Problem details
Set down exactly the lines below between the line holding "an automation script" and the line holding "pub fn rectangle(&self)", inclusive; no other line belongs in the answer.

Extracted material
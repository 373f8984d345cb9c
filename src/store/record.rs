use image::RgbaImage;
use std::path::PathBuf;

/// A saved element image
#[derive(Debug, Clone)]
pub struct ElementRecord {
    pub display_name: String,
    pub identifier: String,
    pub file_name: String,
    pub relative_path: PathBuf,
    pub absolute_path: PathBuf,
    pub image: RgbaImage,
}

impl ElementRecord {
    /// Text shown in the element list
    pub fn list_label(&self) -> String {
        format!("{} {}", self.display_name, self.identifier)
    }

    /// Code fragment that clicks this element in an automation script
    pub fn code_snippet(&self) -> String {
        format!(
            "{} = click_image(Image.open(\"{}\"))",
            self.identifier,
            self.absolute_path.display()
        )
    }
}
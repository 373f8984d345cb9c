use log::debug;

use super::transform::CanvasPoint;

/// A drag gesture in canvas coordinates
#[derive(Clone, Copy, Debug, PartialEq)]
pub struct SelectionGesture {
    pub start: CanvasPoint,
    pub end: CanvasPoint,
}

impl SelectionGesture {
    pub fn new(start: CanvasPoint, end: CanvasPoint) -> Self {
        Self { start, end }
    }

    /// The shorter side of the dragged box
    pub fn shorter_side(&self) -> f64 {
        let dx = (self.end.x - self.start.x).abs();
        let dy = (self.end.y - self.start.y).abs();
        dx.min(dy)
    }

    /// Normalized rectangle (x, y, width, height) for drawing
    pub fn rectangle(&self) -> (f64, f64, f64, f64) {
        let x = self.start.x.min(self.end.x);
        let y = self.start.y.min(self.end.y);
        let w = (self.start.x - self.end.x).abs();
        let h = (self.start.y - self.end.y).abs();
        (x, y, w, h)
    }
}

#[derive(Clone, Copy, Debug, Default, PartialEq)]
pub enum SelectionState {
    #[default]
    Idle,
    Pressed {
        start: CanvasPoint,
    },
    Dragging {
        start: CanvasPoint,
        current: CanvasPoint,
    },
    Finalized(SelectionGesture),
}

/// Press / drag / release tracking for the single live selection
#[derive(Clone, Debug)]
pub struct SelectionMachine {
    state: SelectionState,
    min_side: f64,
}

impl SelectionMachine {
    pub fn new(min_side: f64) -> Self {
        Self {
            state: SelectionState::Idle,
            min_side,
        }
    }

    #[cfg(test)]
    pub fn state(&self) -> SelectionState {
        self.state
    }

    /// Start a new selection, superseding whatever was there
    pub fn press(&mut self, start: CanvasPoint) {
        self.state = SelectionState::Pressed { start };
    }

    pub fn drag(&mut self, current: CanvasPoint) {
        match self.state {
            SelectionState::Pressed { start } | SelectionState::Dragging { start, .. } => {
                self.state = SelectionState::Dragging { start, current };
            }
            SelectionState::Idle | SelectionState::Finalized(_) => {}
        }
    }

    /// Finish the gesture. Returns the gesture when it is large enough to
    /// produce a crop, otherwise drops it and goes back to idle.
    pub fn release(&mut self, end: CanvasPoint) -> Option<SelectionGesture> {
        let start = match self.state {
            SelectionState::Pressed { start } | SelectionState::Dragging { start, .. } => start,
            SelectionState::Idle | SelectionState::Finalized(_) => return None,
        };

        let gesture = SelectionGesture::new(start, end);
        debug!(
            "Selection from ({}, {}) to ({}, {})",
            start.x, start.y, end.x, end.y
        );

        if gesture.shorter_side() < self.min_side {
            debug!("Selection rejected, shorter side below {}", self.min_side);
            self.state = SelectionState::Idle;
            return None;
        }

        self.state = SelectionState::Finalized(gesture);
        Some(gesture)
    }

    pub fn finalized(&self) -> Option<SelectionGesture> {
        match self.state {
            SelectionState::Finalized(gesture) => Some(gesture),
            _ => None,
        }
    }

    /// The rectangle currently shown on the canvas, if any
    pub fn visual(&self) -> Option<SelectionGesture> {
        match self.state {
            SelectionState::Idle => None,
            SelectionState::Pressed { start } => Some(SelectionGesture::new(start, start)),
            SelectionState::Dragging { start, current } => {
                Some(SelectionGesture::new(start, current))
            }
            SelectionState::Finalized(gesture) => Some(gesture),
        }
    }

    pub fn reset(&mut self) {
        self.state = SelectionState::Idle;
    }
}

#[cfg(test)]
mod tests {
    use super::*;

    fn p(x: f64, y: f64) -> CanvasPoint {
        CanvasPoint::new(x, y)
    }

    #[test]
    fn test_full_gesture_finalizes() {
        let mut machine = SelectionMachine::new(20.0);
        machine.press(p(50.0, 50.0));
        assert!(matches!(machine.state(), SelectionState::Pressed { .. }));

        machine.drag(p(100.0, 90.0));
        assert!(matches!(machine.state(), SelectionState::Dragging { .. }));

        let gesture = machine.release(p(150.0, 150.0)).unwrap();
        assert_eq!(gesture.start, p(50.0, 50.0));
        assert_eq!(gesture.end, p(150.0, 150.0));
        assert_eq!(machine.finalized(), Some(gesture));
    }

    #[test]
    fn test_drag_keeps_start_point() {
        let mut machine = SelectionMachine::new(20.0);
        machine.press(p(10.0, 20.0));
        machine.drag(p(40.0, 40.0));
        machine.drag(p(80.0, 90.0));
        let visual = machine.visual().unwrap();
        assert_eq!(visual.start, p(10.0, 20.0));
        assert_eq!(visual.end, p(80.0, 90.0));
    }

    #[test]
    fn test_small_selection_rejected() {
        let mut machine = SelectionMachine::new(20.0);
        machine.press(p(50.0, 50.0));
        machine.drag(p(200.0, 69.0));
        // 150 wide but only 19 tall
        assert!(machine.release(p(200.0, 69.0)).is_none());
        assert_eq!(machine.state(), SelectionState::Idle);
        assert!(machine.visual().is_none());
        assert!(machine.finalized().is_none());
    }

    #[test]
    fn test_threshold_is_inclusive() {
        let mut machine = SelectionMachine::new(20.0);
        machine.press(p(0.0, 0.0));
        machine.drag(p(20.0, 20.0));
        assert!(machine.release(p(20.0, 20.0)).is_some());
    }

    #[test]
    fn test_click_without_drag_is_rejected() {
        let mut machine = SelectionMachine::new(20.0);
        machine.press(p(30.0, 30.0));
        assert!(machine.release(p(30.0, 30.0)).is_none());
        assert_eq!(machine.state(), SelectionState::Idle);
    }

    #[test]
    fn test_new_press_supersedes_finalized() {
        let mut machine = SelectionMachine::new(20.0);
        machine.press(p(0.0, 0.0));
        machine.release(p(100.0, 100.0));
        assert!(machine.finalized().is_some());

        machine.press(p(5.0, 5.0));
        assert!(machine.finalized().is_none());
        assert_eq!(machine.state(), SelectionState::Pressed { start: p(5.0, 5.0) });
    }

    #[test]
    fn test_rejected_release_discards_previous_selection() {
        let mut machine = SelectionMachine::new(20.0);
        machine.press(p(0.0, 0.0));
        machine.release(p(100.0, 100.0));

        machine.press(p(10.0, 10.0));
        machine.release(p(12.0, 12.0));
        assert!(machine.finalized().is_none());
    }

    #[test]
    fn test_drag_and_release_ignored_when_idle() {
        let mut machine = SelectionMachine::new(20.0);
        machine.drag(p(100.0, 100.0));
        assert_eq!(machine.state(), SelectionState::Idle);
        assert!(machine.release(p(100.0, 100.0)).is_none());
    }

    #[test]
    fn test_rectangle_normalized() {
        let g = SelectionGesture::new(p(100.0, 80.0), p(40.0, 20.0));
        assert_eq!(g.rectangle(), (40.0, 20.0, 60.0, 60.0));
        assert_eq!(g.shorter_side(), 60.0);
    }
}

Finished task
    /// Code fragment that clicks this element in an automation script
    pub fn code_snippet(&self) -> String {
        format!(
            "{} = click_image(Image.open(\"{}\"))",
            self.identifier,
            self.absolute_path.display()
        )
    }
}
repository 373f8984d345cb9c
use log::debug;

use super::transform::CanvasPoint;

/// A drag gesture in canvas coordinates
#[derive(Clone, Copy, Debug, PartialEq)]
pub struct SelectionGesture {
    pub start: CanvasPoint,
    pub end: CanvasPoint,
}

impl SelectionGesture {
    pub fn new(start: CanvasPoint, end: CanvasPoint) -> Self {
        Self { start, end }
    }

    /// The shorter side of the dragged box
    pub fn shorter_side(&self) -> f64 {
        let dx = (self.end.x - self.start.x).abs();
        let dy = (self.end.y - self.start.y).abs();
        dx.min(dy)
    }

    /// Normalized rectangle (x, y, width, height) for drawing
    pub fn rectangle(&self) -> (f64, f64, f64, f64) {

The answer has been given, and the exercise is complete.